### Work task
The lines wanted are those in the data below that include "BasicConstraints".
(Records for the exercise Opens)
#![allow(dead_code)] // Different tests use different parts.

use std::str::FromStr;
use std::sync::Arc;

use bytes::Bytes;
use der::asn1::{BitString, OctetString};
use der::{Decode, Encode};
use openssl::asn1::{Asn1Integer, Asn1Time};
use openssl::bn::BigNum;
use openssl::ec::{EcGroup, EcKey};
use openssl::hash::MessageDigest;
use openssl::nid::Nid;
use openssl::pkey::{PKey, PKeyRef, Private};
use openssl::x509::extension::{BasicConstraints, SubjectKeyIdentifier};
use openssl::x509::{X509, X509NameBuilder, X509Ref};
use spki::SubjectPublicKeyInfoOwned;
use x509_cert::Certificate;
use x509_cert::ext::pkix::name::GeneralName;
use x509_cert::name::Name;

use cmpserv::cmp::algorithms::{MacAlg, OwfAlg, SignatureAlg};
use cmpserv::cmp::context::ProfilePolicy;
use cmpserv::cmp::msg::{
    CertReqMsg, CertRequest, CertTemplate, PVNO_CMP2000, PkiBody, PkiHeader, PkiMessage,
    PopoSigningKey, ProofOfPossession, ProtectedPart,
};
use cmpserv::cmp::pop::PopPolicy;
use cmpserv::cmp::profile::ProfileKind;
use cmpserv::cmp::protection::{
    PbmProtection, ProtectionMethod, ProtectionStrategy, SharedSecretMaterial, SigningMaterial,
};
use cmpserv::commons::crypto;

pub const TRANSACTION_ID: &[u8] = b"T1";
pub const SENDER_NONCE: &[u8] = b"N1-0123456789abc";
pub const SHARED_SECRET: &[u8] = b"correct horse battery staple";

//------------ Keys and Certificates -----------------------------------------

pub fn ec_key() -> PKey<Private> {
    let group = EcGroup::from_curve_name(Nid::X9_62_PRIME256V1).unwrap();
    PKey::from_ec_key(EcKey::generate(&group).unwrap()).unwrap()
}

pub fn spki(key: &PKeyRef<Private>) -> SubjectPublicKeyInfoOwned {
    SubjectPublicKeyInfoOwned::from_der(&key.public_key_to_der().unwrap()).unwrap()
}

pub fn to_certificate(x509: &X509Ref) -> Certificate {
    Certificate::from_der(&x509.to_der().unwrap()).unwrap()
}

pub fn to_pem(certs: &[&X509]) -> Vec<u8> {
    certs.iter().flat_map(|cert| cert.to_pem().unwrap()).collect()
}

/// Issues a certificate for `key`, self-signed if there is no issuer.
pub fn issue(
    cn: &str,
    key: &PKeyRef<Private>,
    issuer: Option<(&X509Ref, &PKeyRef<Private>)>,
    ca: bool,
) -> X509 {
    let mut name = X509NameBuilder::new().unwrap();
    name.append_entry_by_text("CN", cn).unwrap();
    let name = name.build();

    let serial = BigNum::from_slice(&crypto::random_bytes(8)).unwrap();
    let serial = Asn1Integer::from_bn(&serial).unwrap();

    let mut builder = X509::builder().unwrap();
    builder.set_version(2).unwrap();
    builder.set_serial_number(&serial).unwrap();
    builder.set_subject_name(&name).unwrap();
    match issuer {
        Some((cert, _)) => builder.set_issuer_name(cert.subject_name()).unwrap(),
        None => builder.set_issuer_name(&name).unwrap(),
    }
    builder.set_pubkey(key).unwrap();
    builder.set_not_before(&Asn1Time::days_from_now(0).unwrap()).unwrap();
    builder.set_not_after(&Asn1Time::days_from_now(365).unwrap()).unwrap();

    if ca {
        let constraints = BasicConstraints::new().critical().ca().build().unwrap();
        builder.append_extension(constraints).unwrap();
    }
    let ski = {
        let context = builder.x509v3_context(issuer.map(|(cert, _)| cert), None);
        SubjectKeyIdentifier::new().build(&context).unwrap()
    };
    builder.append_extension(ski).unwrap();

    let signing_key = issuer.map(|(_, key)| key).unwrap_or(key);
    builder.sign(signing_key, MessageDigest::sha256()).unwrap();
    builder.build()
}

/// A small PKI: a root, an intermediate RA/CA and a certificate it issued.
pub struct TestPki {
    pub root_key: PKey<Private>,
    pub root: X509,
    pub ra_key: PKey<Private>,
    pub ra: X509,
    pub device_key: PKey<Private>,
    pub device_cert: X509,
    pub issued: X509,
}

impl TestPki {
    pub fn new() -> Self {
        let root_key = ec_key();
        let root = issue("Test Root", &root_key, None, true);
        let ra_key = ec_key();
        let ra = issue("Test RA", &ra_key, Some((&*root, &*root_key)), true);

        let device_key = ec_key();
        let device_cert = issue("Vendor Device", &device_key, None, false);
        let issued = issue("Operator Device", &device_key, Some((&*ra, &*ra_key)), false);

        TestPki {
            root_key,
            root,
            ra_key,
            ra,
            device_key,
            device_cert,
            issued,
        }
    }

    /// The chain of the RA: the RA certificate followed by the root.
    pub fn chain(&self) -> Vec<Certificate> {
        vec![to_certificate(&self.ra), to_certificate(&self.root)]
    }

    pub fn signing_material(&self) -> Arc<SigningMaterial> {
        Arc::new(
            SigningMaterial::new(
                self.ra_key.clone(),
                self.chain(),
                Some(SignatureAlg::EcdsaSha256),
            )
            .unwrap(),
        )
    }

    pub fn issued(&self) -> Certificate {
        to_certificate(&self.issued)
    }
}

//------------ Policies ------------------------------------------------------

pub fn shared_secret_material() -> Arc<SharedSecretMaterial> {
    Arc::new(
        SharedSecretMaterial::new(
            Bytes::from_static(SHARED_SECRET),
            Some(Name::from_str("CN=Test RA").unwrap()),
            Some(b"ra-kid"),
            1000,
            16,
            OwfAlg::Sha256,
            MacAlg::HmacSha256,
        )
        .unwrap(),
    )
}

/// A policy protecting both directions with signatures.
pub fn signature_policy(pki: &TestPki, kind: ProfileKind) -> ProfilePolicy {
    ProfilePolicy {
        name: kind.to_string(),
        kind,
        request_protection: ProtectionMethod::Signature,
        response_protection: ProtectionMethod::Signature,
        signing: Some(pki.signing_material()),
        shared_secret: None,
        recipient: None,
        implicit_confirm: false,
        pop: PopPolicy::default(),
    }
}

/// A policy protecting both directions with the shared secret.
pub fn shared_secret_policy(kind: ProfileKind) -> ProfilePolicy {
    ProfilePolicy {
        name: format!("{}-pbm", kind),
        kind,
        request_protection: ProtectionMethod::SharedSecret,
        response_protection: ProtectionMethod::SharedSecret,
        signing: None,
        shared_secret: Some(shared_secret_material()),
        recipient: None,
        implicit_confirm: false,
        pop: PopPolicy::default(),
    }
}

//------------ Requests ------------------------------------------------------

pub fn header() -> PkiHeader {
    PkiHeader {
        pvno: PVNO_CMP2000,
        sender: GeneralName::DirectoryName(Name::from_str("CN=Vendor Device").unwrap()),
        recipient: GeneralName::DirectoryName(Name::from_str("CN=Test RA").unwrap()),
        message_time: None,
        protection_alg: None,
        sender_kid: None,
        recip_kid: None,
        trans_id: Some(OctetString::new(TRANSACTION_ID.to_vec()).unwrap()),
        sender_nonce: Some(OctetString::new(SENDER_NONCE.to_vec()).unwrap()),
        recip_nonce: None,
        free_text: None,
        general_info: None,
    }
}

/// A certificate request with a signature POP by `key`.
pub fn cert_req_msg(cert_req_id: i64, key: &PKeyRef<Private>) -> CertReqMsg {
    let cert_req = CertRequest {
        cert_req_id,
        cert_template: CertTemplate {
            subject: Some(Name::from_str("CN=Operator Device").unwrap()),
            public_key: Some(spki(key)),
            ..Default::default()
        },
        controls: None,
    };
    let alg = SignatureAlg::EcdsaSha256;
    let signature = crypto::sign(key, alg.digest(), &cert_req.to_der().unwrap()).unwrap();

    CertReqMsg {
        cert_req,
        popo: Some(ProofOfPossession::Signature(PopoSigningKey {
            poposk_input: None,
            algorithm_identifier: alg.algorithm_identifier(),
            signature: BitString::from_bytes(&signature).unwrap(),
        })),
        reg_info: None,
    }
}

/// Creates a request signed by the device with its vendor certificate.
pub fn signed_request(pki: &TestPki, mut header: PkiHeader, body: PkiBody) -> PkiMessage {
    let alg = SignatureAlg::EcdsaSha256;
    header.protection_alg = Some(alg.algorithm_identifier());
    let data = ProtectedPart::encode_for(&header, &body).unwrap();
    let signature = crypto::sign(&pki.device_key, alg.digest(), &data).unwrap();

    PkiMessage {
        header,
        body,
        protection: Some(BitString::from_bytes(&signature).unwrap()),
        extra_certs: Some(vec![to_certificate(&pki.device_cert)]),
    }
}

/// Creates a request protected with a MAC over `secret`.
pub fn mac_request(mut header: PkiHeader, body: PkiBody, secret: &'static [u8]) -> PkiMessage {
    let material = SharedSecretMaterial::new(
        Bytes::from_static(secret),
        None,
        None,
        500,
        16,
        OwfAlg::Sha256,
        MacAlg::HmacSha256,
    )
    .unwrap();
    let strategy = ProtectionStrategy::SharedSecret(PbmProtection::new(Arc::new(material)));
    header.protection_alg = Some(strategy.protection_alg().unwrap());
    let protection = strategy.create_protection(&header, &body).unwrap();
    PkiMessage {
        header,
        body,
        protection: Some(protection),
        extra_certs: None,
    }
}

/// Verifies a response signature with the RA key.
pub fn verify_signature(pki: &TestPki, msg: &PkiMessage) -> bool {
    let data = msg.protected_part().unwrap();
    let signature = msg.protection.as_ref().and_then(BitString::as_bytes).unwrap();
    let alg = SignatureAlg::from_oid(&msg.header.protection_alg.as_ref().unwrap().oid).unwrap();
    let public = PKey::public_key_from_der(&pki.ra_key.public_key_to_der().unwrap()).unwrap();
    crypto::verify(&public, alg.digest(), &data, signature).unwrap()
}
(Records for the exercise Closes)
### Answer to this problem
use openssl::x509::extension::{BasicConstraints, SubjectKeyIdentifier};
        let constraints = BasicConstraints::new().critical().ca().build().unwrap();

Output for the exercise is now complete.